Clinical practice guideline

Clinical practice guideline: monosymptomatic primary enuresis in Primary Care

Reference of this article: Clinical practice guideline: monosymptomatic primary enuresis in Primary Care. Rev Pediatr Aten Primaria. 2005;7 Supl 3:S7-22.

Published in Internet: 30-09-2005 - Visits: 10539

Abstract

Objective: to elaborate a clinical guide that analyze the evidences and help in the decision making process of prevention, risk factors, diagnosis and treatment of primary monosymptomatic nocturnal enuresis (PMNE). Costs and medical burden was not taken into consideration. Materials and methods: Evidences: a systemathic review answer the key clinical questions about each PMNE point of view. The best evidence described for each of the analysis was discussed, and degrees of recommendation were stated.

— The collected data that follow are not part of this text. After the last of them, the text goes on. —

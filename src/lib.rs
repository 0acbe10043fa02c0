//! ledgerbook - Personal finance ledger
//!
//! Records income and outcome transactions tagged with categories, refuses
//! outcome transactions that would drive the running balance negative, and
//! bulk-imports transactions from CSV files.
//!
//! # Architecture
//!
//! - `config`: path resolution for the data directory
//! - `error`: custom error types
//! - `models`: core data models (transactions, categories, money)
//! - `storage`: JSON file storage layer
//! - `services`: business logic (balance, category resolution, creation,
//!   removal, bulk import)
//! - `cli`: command handlers bridging clap to the service layer

pub mod cli;
pub mod config;
pub mod error;
pub mod models;
pub mod services;
pub mod storage;

pub use error::{LedgerError, LedgerResult};
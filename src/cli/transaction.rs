//! Transaction CLI commands
//!
//! Bridges clap argument parsing with the transaction service.

use clap::Subcommand;
use tabled::settings::Style;
use tabled::{Table, Tabled};

use crate::error::{LedgerError, LedgerResult};
use crate::models::{Money, Transaction, TransactionId, TransactionKind};
use crate::services::{CreateTransactionInput, TransactionService};
use crate::storage::Storage;

/// Transaction subcommands
#[derive(Subcommand)]
pub enum TransactionCommands {
    /// Add a new transaction
    Add {
        /// Transaction title
        title: String,
        /// Amount (e.g., "1200" or "1200.50")
        value: String,
        /// Transaction type: income or outcome
        #[arg(short = 't', long = "type")]
        kind: String,
        /// Category title (created if it does not exist)
        #[arg(short, long)]
        category: String,
    },

    /// Remove a transaction by ID
    Remove {
        /// Transaction ID (UUID)
        id: String,
    },

    /// List all transactions
    List,
}

#[derive(Tabled)]
struct TransactionRow {
    #[tabled(rename = "ID")]
    id: String,
    #[tabled(rename = "Title")]
    title: String,
    #[tabled(rename = "Type")]
    kind: String,
    #[tabled(rename = "Value")]
    value: String,
    #[tabled(rename = "Created")]
    created_at: String,
}

impl From<&Transaction> for TransactionRow {
    fn from(txn: &Transaction) -> Self {
        Self {
            id: txn.id.as_uuid().to_string(),
            title: txn.title.clone(),
            kind: txn.kind.to_string(),
            value: txn.value.to_string(),
            created_at: txn.created_at.format("%Y-%m-%d %H:%M").to_string(),
        }
    }
}

/// Handle a transaction command
pub fn handle_transaction_command(storage: &Storage, cmd: TransactionCommands) -> LedgerResult<()> {
    let service = TransactionService::new(storage);

    match cmd {
        TransactionCommands::Add {
            title,
            value,
            kind,
            category,
        } => {
            let kind: TransactionKind = kind
                .parse()
                .map_err(|e| LedgerError::Validation(format!("{}", e)))?;
            let value = Money::parse(&value)
                .map_err(|e| LedgerError::Validation(format!("Invalid value: {}", e)))?;

            let txn = service.create(CreateTransactionInput {
                title,
                value,
                kind,
                category,
            })?;

            println!("Added transaction: {}", txn.title);
            println!("  Type:  {}", txn.kind);
            println!("  Value: {}", txn.value);
            println!("  ID:    {}", txn.id.as_uuid());
        }

        TransactionCommands::Remove { id } => {
            let id: TransactionId = id
                .parse()
                .map_err(|_| LedgerError::Validation(format!("Invalid transaction ID: {}", id)))?;

            let removed = service.remove(id)?;
            println!("Removed transaction: {}", removed);
        }

        TransactionCommands::List => {
            let transactions = service.list()?;
            if transactions.is_empty() {
                println!("No transactions recorded.");
                return Ok(());
            }

            let rows: Vec<TransactionRow> = transactions.iter().map(Into::into).collect();
            let mut table = Table::new(rows);
            table.with(Style::rounded());
            println!("{}", table);
        }
    }

    Ok(())
}
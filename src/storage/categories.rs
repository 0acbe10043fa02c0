//! Category repository for JSON storage
//!
//! Manages loading and saving categories to categories.json. An exact-title
//! index backs the lookup-or-create and bulk set-membership queries.

use std::collections::{HashMap, HashSet};
use std::path::PathBuf;
use std::sync::RwLock;

use crate::error::LedgerError;
use crate::models::{Category, CategoryId};

use super::file_io::{read_json, write_json_atomic};

#[derive(Debug, Clone, Default, serde::Serialize, serde::Deserialize)]
struct CategoryData {
    categories: Vec<Category>,
}

/// Repository for category persistence
pub struct CategoryRepository {
    path: PathBuf,
    data: RwLock<HashMap<CategoryId, Category>>,
    /// Index: exact title -> category_id
    by_title: RwLock<HashMap<String, CategoryId>>,
}

impl CategoryRepository {
    /// Create a new category repository
    pub fn new(path: PathBuf) -> Self {
        Self {
            path,
            data: RwLock::new(HashMap::new()),
            by_title: RwLock::new(HashMap::new()),
        }
    }

    /// Load categories from disk and rebuild the title index
    pub fn load(&self) -> Result<(), LedgerError> {
        let file_data: CategoryData = read_json(&self.path)?;

        let mut data = self
            .data
            .write()
            .map_err(|e| LedgerError::Storage(format!("Failed to acquire write lock: {}", e)))?;
        let mut by_title = self
            .by_title
            .write()
            .map_err(|e| LedgerError::Storage(format!("Failed to acquire write lock: {}", e)))?;

        data.clear();
        by_title.clear();

        for category in file_data.categories {
            by_title.insert(category.title.clone(), category.id);
            data.insert(category.id, category);
        }

        Ok(())
    }

    /// Save categories to disk
    pub fn save(&self) -> Result<(), LedgerError> {
        let data = self
            .data
            .read()
            .map_err(|e| LedgerError::Storage(format!("Failed to acquire read lock: {}", e)))?;

        let mut categories: Vec<_> = data.values().cloned().collect();
        categories.sort_by(|a, b| a.title.cmp(&b.title));

        write_json_atomic(&self.path, &CategoryData { categories })
    }

    /// Get a category by ID
    pub fn get(&self, id: CategoryId) -> Result<Option<Category>, LedgerError> {
        let data = self
            .data
            .read()
            .map_err(|e| LedgerError::Storage(format!("Failed to acquire read lock: {}", e)))?;

        Ok(data.get(&id).cloned())
    }

    /// Get all categories, sorted by title
    pub fn get_all(&self) -> Result<Vec<Category>, LedgerError> {
        let data = self
            .data
            .read()
            .map_err(|e| LedgerError::Storage(format!("Failed to acquire read lock: {}", e)))?;

        let mut categories: Vec<_> = data.values().cloned().collect();
        categories.sort_by(|a, b| a.title.cmp(&b.title));
        Ok(categories)
    }

    /// Get a category by exact title
    pub fn get_by_title(&self, title: &str) -> Result<Option<Category>, LedgerError> {
        let data = self
            .data
            .read()
            .map_err(|e| LedgerError::Storage(format!("Failed to acquire read lock: {}", e)))?;
        let by_title = self
            .by_title
            .read()
            .map_err(|e| LedgerError::Storage(format!("Failed to acquire read lock: {}", e)))?;

        if let Some(&id) = by_title.get(title) {
            Ok(data.get(&id).cloned())
        } else {
            Ok(None)
        }
    }

    /// Get all categories whose title is in the given set
    ///
    /// A single membership query for bulk import, instead of one lookup per
    /// row.
    pub fn get_by_titles(&self, titles: &HashSet<&str>) -> Result<Vec<Category>, LedgerError> {
        let data = self
            .data
            .read()
            .map_err(|e| LedgerError::Storage(format!("Failed to acquire read lock: {}", e)))?;
        let by_title = self
            .by_title
            .read()
            .map_err(|e| LedgerError::Storage(format!("Failed to acquire read lock: {}", e)))?;

        let mut matched: Vec<_> = by_title
            .iter()
            .filter(|(title, _)| titles.contains(title.as_str()))
            .filter_map(|(_, id)| data.get(id).cloned())
            .collect();
        matched.sort_by(|a, b| a.title.cmp(&b.title));
        Ok(matched)
    }

    /// Insert or update a category
    pub fn upsert(&self, category: Category) -> Result<(), LedgerError> {
        let mut data = self
            .data
            .write()
            .map_err(|e| LedgerError::Storage(format!("Failed to acquire write lock: {}", e)))?;
        let mut by_title = self
            .by_title
            .write()
            .map_err(|e| LedgerError::Storage(format!("Failed to acquire write lock: {}", e)))?;

        if let Some(old) = data.get(&category.id) {
            by_title.remove(&old.title);
        }

        by_title.insert(category.title.clone(), category.id);
        data.insert(category.id, category);
        Ok(())
    }

    /// Insert a batch of categories under a single lock acquisition
    pub fn upsert_batch(&self, categories: Vec<Category>) -> Result<(), LedgerError> {
        let mut data = self
            .data
            .write()
            .map_err(|e| LedgerError::Storage(format!("Failed to acquire write lock: {}", e)))?;
        let mut by_title = self
            .by_title
            .write()
            .map_err(|e| LedgerError::Storage(format!("Failed to acquire write lock: {}", e)))?;

        for category in categories {
            if let Some(old) = data.get(&category.id) {
                by_title.remove(&old.title);
            }
            by_title.insert(category.title.clone(), category.id);
            data.insert(category.id, category);
        }
        Ok(())
    }

    /// Count categories
    pub fn count(&self) -> Result<usize, LedgerError> {
        let data = self
            .data
            .read()
            .map_err(|e| LedgerError::Storage(format!("Failed to acquire read lock: {}", e)))?;
        Ok(data.len())
    }
}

Measurements: OR for risk factors and RR for treatment results. We only considered the treatment results of: initial success (14 dry nights), complete dryness (100% dry nights), complete response (< 90% wet nights reduction) and cure (initial success or complete response without relapsing). Results: Prevention: we don?t find evidence. Risk factors: chronic headache, attentiondeficit hyperactivity disorder (ADHD), constipation/encopresis and sleep apnoea are associated with an increase frequency of nocturnal enuresis. PMNE has not been associated with either urinary tract infection or psychological problems, although persistence of enuresis drives to low self-steem. Diagnosis: clinical presentation, a normal physical exam and a micturitional diary are the basis of diagnosis. Urinary culture or urine strip lack any utility. Treatment: simple and complex conductual treatment, alarm and treatment with desmopresin were analyzed, as well as the way of weaning the treatment. Prognostic factors of success or treatment failure were analyzed and taken into account when recommending different treatments. Diurnal maximum voided volume, attitude of the child and family to collaboration and their stress, number of wet nights and ADHD.